▶ [Problem requirements]
Once the line holding "if let Err(e) = provider.stop()" is found in the listing below, write it out and each later line exactly, up to and including the one holding "use super::error::MonitorError;".

▶ [Given records]
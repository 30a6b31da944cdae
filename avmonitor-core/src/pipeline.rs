//! Capture pipeline: owns the active provider and its state machine.
//!
//! One pipeline binds zero-or-one input device. Selecting a device
//! opens a fresh provider through the backend factory; any failure
//! leaves the pipeline in the error state and the caller performs the
//! full reset — there is no partial-reconnect path.

use parking_lot::Mutex;

use crate::models::device::InputDevice;
use crate::models::error::MonitorError;
use crate::models::state::PipelineState;
use crate::traits::capture_provider::{
    AudioBufferCallback, CaptureProvider, CaptureProviderFactory,
};

pub struct CapturePipeline {
    factory: Box<dyn CaptureProviderFactory>,
    provider: Mutex<Option<Box<dyn CaptureProvider>>>,
    state: Mutex<PipelineState>,
}

impl CapturePipeline {
    pub fn new(factory: Box<dyn CaptureProviderFactory>) -> Self {
        Self {
            factory,
            provider: Mutex::new(None),
            state: Mutex::new(PipelineState::Idle),
        }
    }

    pub fn state(&self) -> PipelineState {
        self.state.lock().clone()
    }

    /// Bind a device and start delivering buffers to `callback`.
    ///
    /// Transitions `Idle -> Starting -> Running`. Factory failures map
    /// to the add-input path, provider start failures to add-output;
    /// both leave the pipeline in `Error` for the caller to reset.
    pub fn start(
        &self,
        device: &InputDevice,
        callback: AudioBufferCallback,
    ) -> Result<(), MonitorError> {
        {
            let mut state = self.state.lock();
            if !state.is_idle() {
                return Err(MonitorError::InvalidState(format!(
                    "cannot start capture from {:?}",
                    *state
                )));
            }
            *state = PipelineState::Starting;
        }

        let mut provider = match self.factory.open(device) {
            Ok(provider) => provider,
            Err(e) => {
                let error = MonitorError::AddInputFailed(e.to_string());
                *self.state.lock() = PipelineState::Error(error.clone());
                return Err(error);
            }
        };

        if let Err(e) = provider.start(callback) {
            let error = MonitorError::AddOutputFailed(e.to_string());
            *self.state.lock() = PipelineState::Error(error.clone());
            // Keep the partially built provider so reset can stop it.
            *self.provider.lock() = Some(provider);
            return Err(error);
        }

        *self.provider.lock() = Some(provider);
        *self.state.lock() = PipelineState::Running {
            device_id: device.id.clone(),
        };
        Ok(())
    }

    /// Tear down the session entirely and return to `Idle`.
    pub fn reset(&self) {
        if let Some(mut provider) = self.provider.lock().take() {
            if let Err(e) = provider.stop() {
                log::warn!("capture provider stop failed during reset: {}", e);
            }
        }
        *self.state.lock() = PipelineState::Idle;
    }
}
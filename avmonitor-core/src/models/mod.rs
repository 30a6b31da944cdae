pub mod config;
pub mod device;
pub mod error;
pub mod recording;
pub mod state;
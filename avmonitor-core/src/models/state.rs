use super::error::MonitorError;

/// Capture pipeline state machine.
///
/// State transitions:
/// ```text
/// idle → starting → running
///           ↓          ↓
///         error       idle (reset / device removed / permission lost)
/// ```
#[derive(Debug, Clone, PartialEq)]
pub enum PipelineState {
    Idle,
    Starting,
    Running { device_id: String },
    Error(MonitorError),
}

impl PipelineState {
    pub fn is_idle(&self) -> bool {
        matches!(self, Self::Idle)
    }

    pub fn is_running(&self) -> bool {
        matches!(self, Self::Running { .. })
    }

    /// The bound device id while a session is live.
    pub fn device_id(&self) -> Option<&str> {
        match self {
            Self::Running { device_id } => Some(device_id),
            _ => None,
        }
    }
}

/// Recorder state machine.
///
/// State transitions:
/// ```text
/// not-recording → recording → not-recording → playing-back → not-recording
/// ```
/// Playback starts automatically after a successful stop; a recording
/// that failed mid-write goes straight back to not-recording.
#[derive(Debug, Clone, Copy, PartialEq, Eq, Default)]
pub enum RecorderState {
    #[default]
    NotRecording,
    Recording,
    PlayingBack,
}

impl RecorderState {
    pub fn is_recording(&self) -> bool {
        matches!(self, Self::Recording)
    }

    pub fn is_playing_back(&self) -> bool {
        matches!(self, Self::PlayingBack)
    }

    /// True while a record/playback cycle is in progress.
    pub fn is_busy(&self) -> bool {
        !matches!(self, Self::NotRecording)
    }
}
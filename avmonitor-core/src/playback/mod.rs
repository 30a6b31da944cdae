pub mod graph;
pub mod relay;

#[cfg(test)]
pub mod testing;
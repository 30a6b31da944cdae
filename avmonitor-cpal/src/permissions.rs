//! Capture permission checks for cpal hosts.
//!
//! cpal exposes no permission API; on the platforms this backend
//! targets, access control surfaces as device visibility. A host with
//! at least one usable input device is treated as granted.

use cpal::traits::HostTrait;

use avmonitor_core::models::device::{MediaKind, PermissionState};
use avmonitor_core::traits::permissions::{PermissionCallback, PermissionProbe};

pub struct CpalPermissionProbe;

impl CpalPermissionProbe {
    pub fn new() -> Self {
        Self
    }
}

impl Default for CpalPermissionProbe {
    fn default() -> Self {
        Self::new()
    }
}

impl PermissionProbe for CpalPermissionProbe {
    fn status(&self, kind: MediaKind) -> PermissionState {
        if kind == MediaKind::Video {
            return PermissionState::Unknown;
        }
        if cpal::default_host().default_input_device().is_some() {
            PermissionState::Granted
        } else {
            PermissionState::Denied
        }
    }

    /// Resolves immediately; there is no prompt to wait on.
    fn request(&self, kind: MediaKind, completion: PermissionCallback) {
        completion(self.status(kind));
    }
}
use std::fs;
use std::path::Path;

use crate::models::error::MonitorError;
use crate::models::recording::RecordingMetadata;

/// Write recording metadata as a JSON sidecar file.
///
/// Creates `{recording_path}.metadata.json` next to the recording.
pub fn write_metadata(metadata: &RecordingMetadata, recording_path: &Path) -> Result<(), MonitorError> {
    let metadata_path = recording_path.with_extension("metadata.json");
    let json = serde_json::to_string_pretty(metadata)
        .map_err(|e| MonitorError::StorageError(format!("failed to serialize metadata: {}", e)))?;
    fs::write(&metadata_path, json)
        .map_err(|e| MonitorError::StorageError(format!("failed to write metadata: {}", e)))?;
    Ok(())
}

/// Read recording metadata from a JSON sidecar file.
pub fn read_metadata(recording_path: &Path) -> Result<RecordingMetadata, MonitorError> {
    let metadata_path = recording_path.with_extension("metadata.json");
    let json = fs::read_to_string(&metadata_path)
        .map_err(|e| MonitorError::FileReadFailed(format!("failed to read metadata: {}", e)))?;
    serde_json::from_str(&json)
        .map_err(|e| MonitorError::StorageError(format!("failed to parse metadata: {}", e)))
}

#[cfg(test)]
mod tests {
    use super::*;
    use std::path::PathBuf;

    #[test]
    fn sidecar_round_trip() {
        let recording_path =
            std::env::temp_dir().join(format!("avmonitor_meta_{}.wav", std::process::id()));
        let metadata = RecordingMetadata::new(2.0, "recording.wav", "deadbeef", 48000, 1);

        write_metadata(&metadata, &recording_path).unwrap();
        let loaded = read_metadata(&recording_path).unwrap();
        assert_eq!(loaded, metadata);

        fs::remove_file(recording_path.with_extension("metadata.json")).ok();
    }

    #[test]
    fn missing_sidecar_is_a_read_failure() {
        let path = PathBuf::from("/nonexistent/recording.wav");
        assert!(matches!(
            read_metadata(&path),
            Err(MonitorError::FileReadFailed(_))
        ));
    }
}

▶ [Answer to this exercise]
            if let Err(e) = provider.stop() {
                log::warn!("capture provider stop failed during reset: {}", e);
            }
        }
        *self.state.lock() = PipelineState::Idle;
    }
}
filename avmonitor-core/src/models/mod.rs
repository 30a6b31da944cdae
pub mod config;
pub mod device;
pub mod error;
pub mod recording;
pub mod state;
filename avmonitor-core/src/models/state.rs
use super::error::MonitorError;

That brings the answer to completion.